When 34-year-old Bandra-based businessman Vishal (surname withheld on request) heard his wife had delivered in 22 weeks of pregnancy, he expected to see an “alien-looking” pre-term baby, not sure how developed his physical features would be. Born weighing 610 gram and measuring 32 cm, Nirvaan remained in neonatal intensive care unit for 132 days since his birth on May 12, surviving internal brain bleed, hernia surgery, eye treatment and three punctures near his lung.
This is one of the youngest pre-term babies to survive in India. In 2011, a 24-week newborn boy, Surya, had survived in Mumbai followed by another 23-week baby, Sakshi, who also survived. In the latest case, a team of 14 doctors and over 50 nurses were posted to handle the baby. Nirvaan now weighs 3.72 kg and is slated to get discharged in two days from the Surya hospital in Santacruz (West).
“It was 11 in the morning when I was undergoing scans and had lower back pain. The labour started immediately and by 2.14 pm, the baby was delivered. I did not even get time to prepare,” says Retika, 34, who works as a manager in an aviation company. She suffered from urinary tract infection when she went into labour pain. According to gynaecologist Sejal Desai, she delivered within minutes of reaching the hospital in Santacruz, from Bandra.
Nirvaan was placed on high frequency ventilator support in the delivery room itself. Doctors at Surya hospital said that survival chances of such pre-term births are 15-20 per cent, of which half who do survive develop neurological problems. “When I saw our baby in an incubator, the emotional bond was formed. We discussed with our family and decided to try whatever was medically available to save him,” Vishal says. “In the first six weeks, it was difficult to say whether he would survive. After his third surgery where air around his lung was punctured out, I asked my wife whether we should let it go,” the father adds.

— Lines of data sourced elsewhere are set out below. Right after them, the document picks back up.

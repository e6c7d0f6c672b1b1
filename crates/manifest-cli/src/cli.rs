//! CLI argument definitions for the manifest reconciler.

use std::path::PathBuf;

use clap::{Parser, Subcommand, ValueEnum};
use clap_verbosity_flag::{Verbosity, WarnLevel};
use colorchoice_clap::Color;

#[derive(Parser)]
#[command(
    name = "manifest",
    version,
    about = "Reconcile uploaded labware manifests against a schema",
    long_about = "Match spreadsheet headers to the fields a manifest schema expects,\n\
                  then structure the rows by labware and position."
)]
pub struct Cli {
    #[command(subcommand)]
    pub command: Command,

    /// Adjust log verbosity (-v for info, -vv for debug, -q for errors only).
    #[command(flatten)]
    pub verbosity: Verbosity<WarnLevel>,

    /// Control ANSI color output (auto, always, never).
    #[command(flatten)]
    pub color: Color,

    /// Explicit log level (overrides -v/-q flags).
    #[arg(long = "log-level", value_enum, global = true)]
    pub log_level: Option<LogLevelArg>,

    /// Log output format (pretty for human, json for machine parsing).
    #[arg(
        long = "log-format",
        value_enum,
        default_value = "pretty",
        global = true
    )]
    pub log_format: LogFormatArg,

    /// Write logs to a file instead of stderr.
    #[arg(long = "log-file", value_name = "PATH", global = true)]
    pub log_file: Option<PathBuf>,

    /// Allow cell values in trace logs.
    #[arg(long = "log-data", global = true)]
    pub log_data: bool,
}

#[derive(Subcommand)]
pub enum Command {
    /// Match the headers of an upload to the schema fields.
    Map(MapArgs),

    /// Run a full reconciliation pass and save valid content.
    Reconcile(ReconcileArgs),
}

#[derive(Parser)]
pub struct MapArgs {
    /// Schema JSON file.
    #[arg(long = "schema", value_name = "FILE")]
    pub schema: PathBuf,

    /// Uploaded rows as a JSON array of objects.
    #[arg(long = "rows", value_name = "FILE")]
    pub rows: PathBuf,

    /// How to print the mapping.
    #[arg(long = "format", value_enum, default_value = "table")]
    pub format: OutputFormatArg,
}

#[derive(Parser)]
pub struct ReconcileArgs {
    /// Schema JSON file.
    #[arg(long = "schema", value_name = "FILE")]
    pub schema: PathBuf,

    /// Uploaded rows as a JSON array of objects. Without rows, content is
    /// read back from the stored labwares.
    #[arg(long = "rows", value_name = "FILE")]
    pub rows: Option<PathBuf>,

    /// Store directory holding `labwares.json`.
    #[arg(long = "store", value_name = "DIR")]
    pub store: PathBuf,

    /// State from an earlier pass, for example with an edited mapping.
    #[arg(long = "state", value_name = "FILE")]
    pub state: Option<PathBuf>,

    /// Manifest identifier (default: the one in --state, else "manifest").
    #[arg(long = "manifest-id", value_name = "ID")]
    pub manifest_id: Option<String>,

    /// Reconciliation settings in TOML.
    #[arg(long = "config", value_name = "FILE")]
    pub config: Option<PathBuf>,

    /// Run the pass without saving content.
    #[arg(long = "dry-run")]
    pub dry_run: bool,

    /// Write the resulting state as JSON.
    #[arg(long = "output", value_name = "FILE")]
    pub output: Option<PathBuf>,
}

#[derive(Clone, Copy, PartialEq, Eq, ValueEnum)]
pub enum OutputFormatArg {
    Table,
    Json,
}

/// CLI log level choices.
#[derive(Clone, Copy, ValueEnum)]
pub enum LogLevelArg {
    Error,
    Warn,
    Info,
    Debug,
    Trace,
}

/// CLI log format choices.
#[derive(Clone, Copy, ValueEnum)]
pub enum LogFormatArg {
    Pretty,
    Compact,
    Json,
}
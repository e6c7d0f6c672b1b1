//! Labware manifest reconciliation CLI.

use std::io::{self, IsTerminal};

use clap::{ColorChoice, Parser};
use manifest_cli::logging::{LogConfig, LogFormat, init_logging};
use tracing::level_filters::LevelFilter;

mod cli;
mod commands;
mod summary;

use crate::cli::{Cli, Command, LogFormatArg, LogLevelArg, OutputFormatArg};
use crate::commands::{run_map, run_reconcile};
use crate::summary::{print_failure, print_mapping, print_report};

fn main() {
    let cli = Cli::parse();
    cli.color.write_global();
    let log_config = log_config_from_cli(&cli);
    if let Err(error) = init_logging(&log_config) {
        eprintln!("error: failed to initialize logging: {error}");
        std::process::exit(1);
    }
    let exit_code = match &cli.command {
        Command::Map(args) => match run_map(args) {
            Ok(outcome) => match args.format {
                OutputFormatArg::Table => {
                    print_mapping(&outcome.schema, &outcome.mapping);
                    0
                }
                OutputFormatArg::Json => match serde_json::to_string_pretty(&outcome.mapping) {
                    Ok(json) => {
                        println!("{json}");
                        0
                    }
                    Err(error) => {
                        eprintln!("error: {error}");
                        1
                    }
                },
            },
            Err(error) => {
                eprintln!("error: {error:#}");
                1
            }
        },
        Command::Reconcile(args) => match run_reconcile(args, cli.log_data) {
            Ok(outcome) => match &outcome.result {
                Ok(report) => {
                    print_report(&outcome.state, report);
                    0
                }
                Err(error) => {
                    tracing::error!(%error, "reconciliation failed");
                    print_failure(error);
                    1
                }
            },
            Err(error) => {
                eprintln!("error: {error:#}");
                1
            }
        },
    };
    std::process::exit(exit_code);
}

/// Build logging configuration from CLI flags with consistent precedence.
fn log_config_from_cli(cli: &Cli) -> LogConfig {
    let mut config = LogConfig {
        level_filter: cli.verbosity.tracing_level_filter(),
        ..LogConfig::default()
    };
    config.use_env_filter = !(cli.verbosity.is_present() || cli.log_level.is_some());
    if let Some(level) = cli.log_level {
        config.level_filter = match level {
            LogLevelArg::Error => LevelFilter::ERROR,
            LogLevelArg::Warn => LevelFilter::WARN,
            LogLevelArg::Info => LevelFilter::INFO,
            LogLevelArg::Debug => LevelFilter::DEBUG,
            LogLevelArg::Trace => LevelFilter::TRACE,
        };
    }
    config.format = match cli.log_format {
        LogFormatArg::Pretty => LogFormat::Pretty,
        LogFormatArg::Compact => LogFormat::Compact,
        LogFormatArg::Json => LogFormat::Json,
    };
    config.log_file = cli.log_file.clone();
    config.with_ansi = match cli.color.color {
        ColorChoice::Always => true,
        ColorChoice::Never => false,
        ColorChoice::Auto => cli.log_file.is_none() && io::stderr().is_terminal(),
    };
    config
}
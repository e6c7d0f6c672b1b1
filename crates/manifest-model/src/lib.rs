pub mod content;
pub mod error;
pub mod labware;
pub mod mapping;
pub mod options;
pub mod row;
pub mod schema;

pub use content::{AddressContent, ContentIssue, FieldValue, LabwareContent, StructuredContent};
pub use error::{ModelError, Result};
pub use labware::Labware;
pub use mapping::{MappingResult, MatchedPair};
pub use options::{ManifestSchemaConfig, ServiceEndpoints};
pub use row::ObservedRow;
pub use schema::{FieldDescriptor, FieldPattern, ManifestSchema};

#[cfg(test)]
mod tests {
    use super::*;

    #[test]
    fn matched_pair_lookup_both_directions() {
        let mapping = MappingResult {
            matched: vec![
                MatchedPair::new("supplier_plate_name", "plate_id"),
                MatchedPair::new("position", "well"),
            ],
            ..MappingResult::default()
        };
        assert_eq!(mapping.expected_for_observed("well"), Some("position"));
        assert_eq!(
            mapping.observed_for_expected("supplier_plate_name"),
            Some("plate_id")
        );
        assert_eq!(mapping.expected_for_observed("gender"), None);
    }

    #[test]
    fn structured_content_serializes() {
        let mut content = StructuredContent::default();
        let labware = content.allocate("Labware 1");
        labware
            .addresses
            .insert("A:1".to_string(), AddressContent::default());
        let json = serde_json::to_string(&content).expect("serialize content");
        let round: StructuredContent = serde_json::from_str(&json).expect("deserialize content");
        assert_eq!(round, content);
    }
}
use anyhow::Context;
use manifest_model::ManifestSchema;
use tracing::debug;

use crate::accessor::Accessor;
use crate::context::ReconcileContext;
use crate::error::Result;
use crate::state::SharedState;

/// Expected fields, fetched once per pass from the schema source.
pub struct SchemaAccessor;

impl Accessor for SchemaAccessor {
    type Slot = ManifestSchema;

    fn name(&self) -> &'static str {
        "schema"
    }

    fn slot<'s>(&self, state: &'s SharedState) -> Option<&'s ManifestSchema> {
        state.schema.as_ref()
    }

    fn slot_mut<'s>(&self, state: &'s mut SharedState) -> &'s mut Option<ManifestSchema> {
        &mut state.schema
    }

    fn build(&self, ctx: &ReconcileContext<'_>, _state: &SharedState) -> Result<ManifestSchema> {
        let schema = ctx
            .schema_source
            .manifest_schema()
            .context("loading manifest schema")?;
        debug!(fields = schema.len(), "loaded manifest schema");
        Ok(schema)
    }
}
//! File-backed collaborators for the command-line front-end.
//!
//! A store directory holds `labwares.json` (the target labwares) and one
//! `<manifest_id>_content.json` per saved manifest.

use std::fs;
use std::path::{Path, PathBuf};

use anyhow::{Context, Result, ensure};
use chrono::{DateTime, Utc};
use manifest_core::{ManifestStore, SchemaSource};
use manifest_model::{Labware, ManifestSchema, ManifestSchemaConfig, ObservedRow, StructuredContent};
use serde::{Deserialize, Serialize};
use tracing::{debug, info};

const LABWARES_FILE: &str = "labwares.json";

/// Schema read from a registry JSON file on every request.
#[derive(Debug, Clone)]
pub struct SchemaFile {
    path: PathBuf,
}

impl SchemaFile {
    pub fn new(path: impl Into<PathBuf>) -> Self {
        Self { path: path.into() }
    }
}

impl SchemaSource for SchemaFile {
    fn manifest_schema(&self) -> Result<ManifestSchema> {
        let json = fs::read_to_string(&self.path)
            .with_context(|| format!("read schema {}", self.path.display()))?;
        ManifestSchema::from_json(&json)
            .with_context(|| format!("parse schema {}", self.path.display()))
    }
}

/// Saved content with its provenance.
#[derive(Debug, Clone, PartialEq, Serialize, Deserialize)]
pub struct SavedContent {
    pub manifest_id: String,
    pub saved_at: DateTime<Utc>,
    pub content: StructuredContent,
}

/// JSON file repository rooted at a directory.
#[derive(Debug, Clone)]
pub struct JsonManifestStore {
    root: PathBuf,
}

impl JsonManifestStore {
    /// Open an existing store directory.
    pub fn open(root: impl Into<PathBuf>) -> Result<Self> {
        let root = root.into();
        ensure!(
            root.is_dir(),
            "store directory {} does not exist",
            root.display()
        );
        Ok(Self { root })
    }

    pub fn root(&self) -> &Path {
        &self.root
    }

    pub fn content_path(&self, manifest_id: &str) -> Result<PathBuf> {
        ensure!(
            !manifest_id.is_empty()
                && manifest_id
                    .chars()
                    .all(|c| c.is_ascii_alphanumeric() || matches!(c, '-' | '_' | '.'))
                && !manifest_id.starts_with('.'),
            "manifest id {manifest_id:?} cannot be used as a file name"
        );
        Ok(self.root.join(format!("{manifest_id}_content.json")))
    }

    /// Load previously saved content, if any.
    pub fn load_content(&self, manifest_id: &str) -> Result<Option<SavedContent>> {
        let path = self.content_path(manifest_id)?;
        if !path.exists() {
            return Ok(None);
        }
        let json = fs::read_to_string(&path)
            .with_context(|| format!("read content {}", path.display()))?;
        let saved = serde_json::from_str(&json)
            .with_context(|| format!("parse content {}", path.display()))?;
        Ok(Some(saved))
    }
}

impl ManifestStore for JsonManifestStore {
    fn labwares(&self) -> Result<Vec<Labware>> {
        let path = self.root.join(LABWARES_FILE);
        if !path.exists() {
            debug!(path = %path.display(), "no labwares file, manifest has no targets");
            return Ok(Vec::new());
        }
        let json = fs::read_to_string(&path)
            .with_context(|| format!("read labwares {}", path.display()))?;
        serde_json::from_str(&json).with_context(|| format!("parse labwares {}", path.display()))
    }

    fn save_content(&mut self, manifest_id: &str, content: &StructuredContent) -> Result<()> {
        let path = self.content_path(manifest_id)?;
        let saved = SavedContent {
            manifest_id: manifest_id.to_string(),
            saved_at: Utc::now(),
            content: content.clone(),
        };
        let json = serde_json::to_string_pretty(&saved).context("serialize content")?;
        fs::write(&path, json).with_context(|| format!("write content {}", path.display()))?;
        info!(path = %path.display(), "saved manifest content");
        Ok(())
    }
}

/// Read uploaded rows: a JSON array of header to value objects.
pub fn read_rows(path: &Path) -> Result<Vec<ObservedRow>> {
    let json =
        fs::read_to_string(path).with_context(|| format!("read rows {}", path.display()))?;
    serde_json::from_str(&json).with_context(|| format!("parse rows {}", path.display()))
}

/// Read reconciliation settings from TOML; missing keys take defaults.
pub fn read_config(path: &Path) -> Result<ManifestSchemaConfig> {
    let text =
        fs::read_to_string(path).with_context(|| format!("read config {}", path.display()))?;
    toml::from_str(&text).with_context(|| format!("parse config {}", path.display()))
}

Nirvaan had underdeveloped brain and lungs, while his other organs were too premature to function on their own. He was put on respiratory support for 12 weeks. The under-developed brain faces risk of internal bleeding. Nirvaan suffered from a brain bleed once but recovered.
“Such babies may suffer from neurological problems. We conducted five ultrasounds to ensure there was no anomaly,” neonatologist Dr Hari Balasubramanian said, adding, “sometimes it was difficult to clearly spot the baby in the bundle of tubes, gadgets, incubator and ventilator support he was in.”
Nirvaan required a hernia operation when he was 3.5 months old. Another laser surgery to treat damage in the retina, retinopathy, was conducted along with multiple blood transfusions. According to Dr Bhupendra Avasthi, director of Surya hospital, survival chances were high once the baby weighed 1 kg.
Two weeks ago, the 4.5-month-old baby was weaned off ventilator support and put on breast feed. “It’s been very difficult, specially for our baby to survive all this,” Retika says. While government hospitals do not have the sophistication to handle such cases, such as portable x-rays, CT-scans, constant nursing manpower, and neonatologists, private treatment comes at huge costs. A single day’s ICU charge was Rs 10,000, taking the cost of just intensive support for 132 days to Rs 13.2 lakh. Cost of other variables such as surgeries, tests and medications can escalate the bill beyond Rs 20 lakh.
In government hospitals, doctors have been able to help babies weighing as low as 700 grams survive after pre-term delivery post 30 weeks. Across Maharashtra, there are 36 newborn care units to support such neonatals, but no neonatologist to treat critically ill newborns.